Univariate correlations for differences in survival were analyzed using the Kaplan-Maier method and significance was determined with a log-rank test. Spearman rank correlation tests were used to determine correlations between overall survival and the complex-SV signature activity. This was possible because all children with DMGs died within the observed period, resulting in an absence of censored data. Variables included in the multivariate analysis (Cox-model) were Histone-SNV, age, TP53 status combined Complex-SV signature activity.

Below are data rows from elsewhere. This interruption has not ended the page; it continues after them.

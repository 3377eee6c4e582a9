//! Computation entry points.

use std::time::Instant;

use rand::rngs::StdRng;
use rand::{Rng, SeedableRng};
use teleroute_core::{
    insert_waypoints, AlgorithmResult, ComputationResult, Error, Point, Result, RouteMetric,
};

use crate::algorithm::Algorithm;
use crate::request::{ComputationRequest, Targets};
use crate::scenario::{build_scenarios, Scenario};
use crate::subset::select_subset;
use crate::tour::visits_each_once;

/// Runs every applicable algorithm on `request` and returns their routes.
///
/// Randomness comes from `config.seed` when set, otherwise from entropy.
pub fn solve(request: &ComputationRequest) -> Result<ComputationResult> {
    let mut rng = match request.config.seed {
        Some(seed) => StdRng::seed_from_u64(seed),
        None => StdRng::from_entropy(),
    };
    solve_with_rng(request, &mut rng)
}

/// Like [`solve`], drawing randomness from `rng`.
pub fn solve_with_rng<R: Rng + ?Sized>(
    request: &ComputationRequest,
    rng: &mut R,
) -> Result<ComputationResult> {
    let started = Instant::now();
    request.validate()?;

    let config = &request.config;
    let start = request.start.ok_or(Error::MissingStart)?;
    let visit = visit_set(request, &start, rng);

    if visit.len() > config.large_request_threshold {
        log::warn!(
            "routing through {} points; this may take a while",
            visit.len()
        );
    }

    let metric = RouteMetric::new(&request.waypoints, config.discovery, config.endpoint_mode);
    let scenarios = build_scenarios(config.endpoint_mode, &request.ends, &visit);
    let point_count = scenarios.iter().map(Scenario::len).max().unwrap_or(0);

    let mut result = ComputationResult::new();
    for algorithm in Algorithm::suite(point_count, config) {
        let name = algorithm.name();
        let mut best: Option<AlgorithmResult> = None;

        for scenario in &scenarios {
            let raw = algorithm.build_tour(
                &metric,
                &start,
                scenario.destination.as_ref(),
                &scenario.points_to_visit,
                config,
                rng,
            );
            debug_assert!(
                visits_each_once(&raw, &scenario.points_to_visit),
                "{} dropped or repeated a point",
                name
            );
            let path = insert_waypoints(&metric, &raw);
            let distance = metric.evaluate(&path);

            log::debug!(
                "{} to {}: {:.2}",
                name,
                scenario
                    .destination
                    .as_ref()
                    .map_or_else(|| "open end".to_string(), Point::label),
                distance
            );

            if best.as_ref().map_or(true, |b| distance < b.distance) {
                best = Some(AlgorithmResult::new(name.clone(), path, distance));
            }
        }

        result.results.extend(best);
    }

    result.select_best();
    result.discovered_waypoints = result
        .best()
        .map(|best| metric.discovered_along(&best.path))
        .unwrap_or_default();
    result.visited = visit;
    result.computation_time_ms = started.elapsed().as_millis() as u64;

    if let Some(best) = result.best() {
        log::info!(
            "best route: {} at {:.2} ({} waypoints discovered, {} ms)",
            best.name,
            best.distance,
            result.discovered_waypoints.len(),
            result.computation_time_ms
        );
    }

    Ok(result)
}

fn visit_set<R: Rng + ?Sized>(request: &ComputationRequest, start: &Point, rng: &mut R) -> Vec<Point> {
    match &request.targets {
        Targets::Required(points) => points.clone(),
        Targets::Categories(targets) => {
            select_subset(
                start,
                &request.ends,
                &request.waypoints,
                targets,
                request.config.subset_trials,
                rng,
            )
            .points
        }
    }
}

Statistics and Reproducibility

No statistical method was used to predetermine sample size. Three previously published samples were excluded because their fastq files could not be successfully realigned using our pipelines. Exclusion criteria were pre-established. The experiments were not randomized. The Investigators were not blinded to allocation during experiments and outcome assessment. All statistical analyses were performed in R 3.6.3. Unless otherwise indicated, statistical comparisons were performed using Fisher's exact tests or Wilcoxon tests, as appropriate. The data met the assumptions of the statistical tests used. Unless otherwise specified data was assumed to be not normal but this was not formally tested. p-values < 0.05 were considered significant. Multiple testing was accounted for by using false discovery rate q-values unless otherwise indicated. In all box plots the boxes represent the range between the 25th and 75th percentiles and the central line indicates the median. Statistical comparisons for the luciferase reporter were performed in Prism 9 using a Nested One-Way Anova and Tukey’s Multiple Comparison Test.

Extended Data

Extended Data Fig. 1. Sample characteristics and significantly recurrent variants.

Extended Data Fig. 1

(A) Purity of pre-treatment biopsy and autopsy samples were not significantly different (p = 0.5, two-sided Wilcoxon, n= 174 tumors, center line of the boxplot indicates the median, bounds of the box the 25th and 75th percentiles and whiskers extend from the box to the largest or smallest value no further than 1.5xIQR). (B) Significantly recurrent SNVs in non-hypermutant tumors (n= 179 tumors). (C) Significantly recurrent SCNAs (n= 179 tumors). All of these SCNAs have been noted3 except for a non-protein-coding locus in 8q.24.21, near MYC—which is also within a separate recurrently amplified locus. (D) Q-Q plot for the analysis of significantly recurrent SV breakpoints. The most significantly recurrent breakpoints are within the long non-coding RNA CCDC26, within the TAD encompassing MYC (based on n= 179 tumors). (E) Representative examples of the enhancer amplification through simple tandem-duplications within the long non-coding RNA encoding CCDC26.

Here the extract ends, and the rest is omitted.